Pakey was previously employed by two airlines, British Caledonian Airways and Air Seychelles. He started out at British Caledonian on the passenger check-in counters and as a cargo agent and when he later moved to Air Seychelles, he did so to become their general manager of Marketing and Industry Affairs. He was also previously employed by Manchester Airport where he both headed up the Operations Planning, Business Planning and Air Service Development teams and became GM for Service Quality in 1995, the year Manchester Airport won the IATA Best World Airport award.

==Other activities==

Pakey served as a non-executive director on the Yorkshire Tourist Board (2005–2010) and the Chairman of Mersey Tourism from 2002 to 2005, at the time when Liverpool won the European Capital of Culture award. Pakey also served on the board of the regional inward investment agency, Business Liverpool from 2005 to 2008.

== Liverpool John Lennon Airport==

Peel Holdings employed Pakey when investing £50m into Liverpool Airport and looking for someone to grow the business and bring in new airlines and routes. In his executive role as CEO of Liverpool Airport, Pakey led the revival of Liverpool Airport, taking traffic levels from 700,000 passengers to 5.5 million per annum, also renaming the airport after Liverpool's famous son John Lennon, a move described at the time as ‘utter genius’ by Locum Destination Review.

In their book The Themed Space, editor Scott Lukas and co-author Peter Adey describe how the rebranding to John Lennon Airport, changed market perceptions, loyalty and ultimately the passenger numbers using the airport. "The rebranding exercise helped the airport mediate between and collapse the geographical scales and distances. The airport was able to force its way into the global audience that John Lennon and The Beatles had fostered and entertained. By connecting these scales the airport did not only raise awareness but it helped stimulate a sense of belonging and ownership. The rebranding reinforced the sense that the airport was something owned by the locality."

Pakey later co-credited his Peel Holding's chairman John Whittaker with the idea which he originally had on visiting John Wayne Orange County Airport. It was in June 2001 when, not long after the John Lennon naming was announced, Pakey and Peel received the acknowledgement for inspiring the renaming of the Louis Armstrong New Orleans Airport from the President of the airport.

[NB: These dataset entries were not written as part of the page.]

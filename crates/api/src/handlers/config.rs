//! Handlers for reading and applying the monitor configuration.

use axum::extract::State;
use axum::Json;
use licmon_core::config::MonitorConfig;
use licmon_core::error::CoreError;
use licmon_poller::{ActiveConfig, StartOutcome};
use serde::Serialize;

use crate::error::AppResult;
use crate::response::DataResponse;
use crate::state::AppState;

/// What happened to the poller when a configuration was applied.
#[derive(Debug, Clone, Copy, PartialEq, Eq, Serialize)]
#[serde(rename_all = "snake_case")]
pub enum PollerAction {
    /// The poll loop was (re)started with the new configuration.
    Started,
    /// Another process holds the poller lock.
    LockBusy,
    /// No controller address is configured; the loop was left as is.
    NotStarted,
}

impl From<StartOutcome> for PollerAction {
    fn from(outcome: StartOutcome) -> Self {
        match outcome {
            StartOutcome::Started => PollerAction::Started,
            StartOutcome::LockBusy => PollerAction::LockBusy,
        }
    }
}

/// Result of applying a configuration.
#[derive(Debug, Serialize)]
pub struct AppliedConfig {
    pub config: MonitorConfig,
    pub poller: PollerAction,
}

/// GET /api/config
///
/// The active configuration with passwords redacted.
pub async fn get_config(State(state): State<AppState>) -> Json<DataResponse<MonitorConfig>> {
    Json(DataResponse {
        data: state.monitor.config().await.redacted(),
    })
}

/// POST /api/config
///
/// Replace the configuration. Alert rules are kept from the active
/// configuration and redacted passwords keep their stored value. The new
/// configuration is written to disk before it goes live; when a controller
/// address is set the poller is then restarted with it.
pub async fn update_config(
    State(state): State<AppState>,
    Json(input): Json<MonitorConfig>,
) -> AppResult<Json<DataResponse<AppliedConfig>>> {
    let _writes = state.config_writes.lock().await;

    let previous = state.monitor.config().await;
    let config = input.with_secrets_from(&previous).with_rules_from(&previous);
    config.validate()?;
    let active = ActiveConfig::new(config.clone()).map_err(|e| {
        CoreError::Validation(format!("Invalid notification settings: {e}"))
    })?;

    state.config_store.save(&config).await?;

    let poller: PollerAction = if config.has_controller() {
        state.scheduler.start(active).await?.into()
    } else {
        state.scheduler.configure(active).await;
        PollerAction::NotStarted
    };
    tracing::info!(
        controller = %config.controller_ip,
        poller = ?poller,
        "Configuration applied"
    );

    Ok(Json(DataResponse {
        data: AppliedConfig {
            config: config.redacted(),
            poller,
        },
    }))
}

Pakey secured major growth from the likes of easyJet and Ryanair at Liverpool, as well as many new airlines, some short-lived including a daily New York service with Flyglobespan. Pakey managed the airport through major strike action in 2003 without disruption to passenger flights. Pakey also led the Peel Airport's team in the conversion of RAF Finningley to Doncaster Sheffield Airport, the only new full runway length airport to open since the war. Most recently, Pakey was supporting the Vantage Airport Group from Vancouver who purchased Liverpool John Lennon Airport, with their global acquisitions and management of airports in the Caribbean, Canada and Cyprus.

==Shannon Airport==

Pakey was the first chief executive appointed after the Irish Government made Shannon independent from Dublin Airport Authority. He oversaw the establishment of the Shannon Group, a new State company responsible for both the airport and developing an aviation business centre on its surrounding land. He was credited by Shannon Group chairwoman as having made "a vital contribution to the revitalisation of Shannon Airport and formation of the wider group." Under his tenure Shannon Airport achieved 5% growth in 2015 with three-successive years of passenger increases. It was announced in December 2015 that his 3-year contract would not be renewed, in what was described as "a major blow for the region". The news of Pakey's impending departure provoked substantial local surprise as he was considered to be doing outstanding work for Shannon.

== Personal life ==
Neil Pakey lives in Manchester, England and Toronto. He was diagnosed with diabetes when 21 years old, and has attributed his competitive drive to his development of diabetes and has also supported the JDRF as the regional fundraising walk chairman for Merseyside.